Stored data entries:
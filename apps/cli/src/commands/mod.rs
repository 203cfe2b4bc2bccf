//! CLI command implementations.

mod auth;
mod session;
mod settings;

pub use auth::{admin_login, login, logout, register, RegisterArgs};
pub use session::{refresh, route, status};
pub use settings::language;

use crate::output::OutputFormat;
use anyhow::{Context as _, Result};
use butchery_api::ApiClient;
use butchery_auth_forms::{AuthForms, Locale};
use butchery_config_and_utils::{init_logging, Config, Paths};
use butchery_session::SessionStore;
use std::io::{self, Write};
use std::sync::Arc;
use tracing::{debug, warn};

/// Global flags that shape the command context.
pub struct GlobalOptions {
    pub format: OutputFormat,
    pub log_level: Option<String>,
    pub locale: Option<String>,
}

/// Everything a command needs: data paths, the API client and the hydrated
/// session, wrapped by the auth forms.
pub struct Context {
    pub paths: Paths,
    pub locale: Locale,
    pub format: OutputFormat,
    pub api: ApiClient,
    pub forms: AuthForms,
}

impl Context {
    pub fn session(&self) -> &Arc<SessionStore> {
        self.forms.session()
    }
}

/// Load config, start logging and restore the stored session.
pub fn build_context(options: GlobalOptions) -> Result<Context> {
    let paths = Paths::new()?;
    let mut config = Config::load(&paths)
        .with_context(|| format!("Failed to load {}", paths.config_file().display()))?;
    if let Some(level) = options.log_level {
        config.log_level = level;
    }
    if let Some(locale) = options.locale {
        config.locale = locale;
    }

    init_logging("cli", &config, &paths, false);

    let locale = Locale::from_code(&config.locale).unwrap_or_else(|| {
        warn!(locale = %config.locale, "Unsupported locale, falling back to English");
        Locale::default()
    });

    let api = ApiClient::from_config(&config)?;
    let vault = butchery_storage::create_token_vault(&paths)?;
    let session = Arc::new(SessionStore::new(vault));
    let state = session.hydrate();
    debug!(state = %state, api_url = %api.base_url(), "CLI context ready");

    Ok(Context {
        forms: AuthForms::new(api.clone(), session),
        api,
        paths,
        locale,
        format: options.format,
    })
}

/// Use `value` if given, otherwise prompt for a line on stdin.
fn prompt_line(label: &str, value: Option<String>) -> Result<String> {
    if let Some(value) = value {
        return Ok(value);
    }
    print!("{}: ", label);
    io::stdout().flush()?;
    let mut line = String::new();
    io::stdin().read_line(&mut line)?;
    Ok(line.trim().to_string())
}

/// Use `value` if given, otherwise prompt without echo.
fn prompt_password(value: Option<String>) -> Result<String> {
    match value {
        Some(value) => Ok(value),
        None => Ok(rpassword::prompt_password("Password: ")?),
    }
}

ASSIGNED TASK: Exactly as given, repeat every record above.

OUTPUT FOR THIS TASK:
filename apps/cli/src/commands/mod.rs
repository 203cfe2b4bc2bccf
//! CLI command implementations.

mod auth;
mod session;
mod settings;

pub use auth::{admin_login, login, logout, register, RegisterArgs};
pub use session::{refresh, route, status};
pub use settings::language;

use crate::output::OutputFormat;
use anyhow::{Context as _, Result};
use butchery_api::ApiClient;
use butchery_auth_forms::{AuthForms, Locale};
use butchery_config_and_utils::{init_logging, Config, Paths};
use butchery_session::SessionStore;
use std::io::{self, Write};
use std::sync::Arc;
use tracing::{debug, warn};

/// Global flags that shape the command context.
pub struct GlobalOptions {
    pub format: OutputFormat,
    pub log_level: Option<String>,
    pub locale: Option<String>,
}

/// Everything a command needs: data paths, the API client and the hydrated
/// session, wrapped by the auth forms.
pub struct Context {
    pub paths: Paths,
    pub locale: Locale,
    pub format: OutputFormat,
    pub api: ApiClient,
    pub forms: AuthForms,
}

impl Context {
    pub fn session(&self) -> &Arc<SessionStore> {
        self.forms.session()
    }
}

/// Load config, start logging and restore the stored session.
pub fn build_context(options: GlobalOptions) -> Result<Context> {
    let paths = Paths::new()?;
    let mut config = Config::load(&paths)
        .with_context(|| format!("Failed to load {}", paths.config_file().display()))?;
    if let Some(level) = options.log_level {
        config.log_level = level;
    }
    if let Some(locale) = options.locale {
        config.locale = locale;
    }

    init_logging("cli", &config, &paths, false);

    let locale = Locale::from_code(&config.locale).unwrap_or_else(|| {
        warn!(locale = %config.locale, "Unsupported locale, falling back to English");
        Locale::default()
    });

    let api = ApiClient::from_config(&config)?;
    let vault = butchery_storage::create_token_vault(&paths)?;
    let session = Arc::new(SessionStore::new(vault));
    let state = session.hydrate();
    debug!(state = %state, api_url = %api.base_url(), "CLI context ready");

    Ok(Context {
        forms: AuthForms::new(api.clone(), session),
        api,
        paths,
        locale,
        format: options.format,
    })
}

/// Use `value` if given, otherwise prompt for a line on stdin.
fn prompt_line(label: &str, value: Option<String>) -> Result<String> {
    if let Some(value) = value {
        return Ok(value);
    }
    print!("{}: ", label);
    io::stdout().flush()?;
    let mut line = String::new();
    io::stdin().read_line(&mut line)?;
    Ok(line.trim().to_string())
}

/// Use `value` if given, otherwise prompt without echo.
fn prompt_password(value: Option<String>) -> Result<String> {
    match value {
        Some(value) => Ok(value),
        None => Ok(rpassword::prompt_password("Password: ")?),
    }
}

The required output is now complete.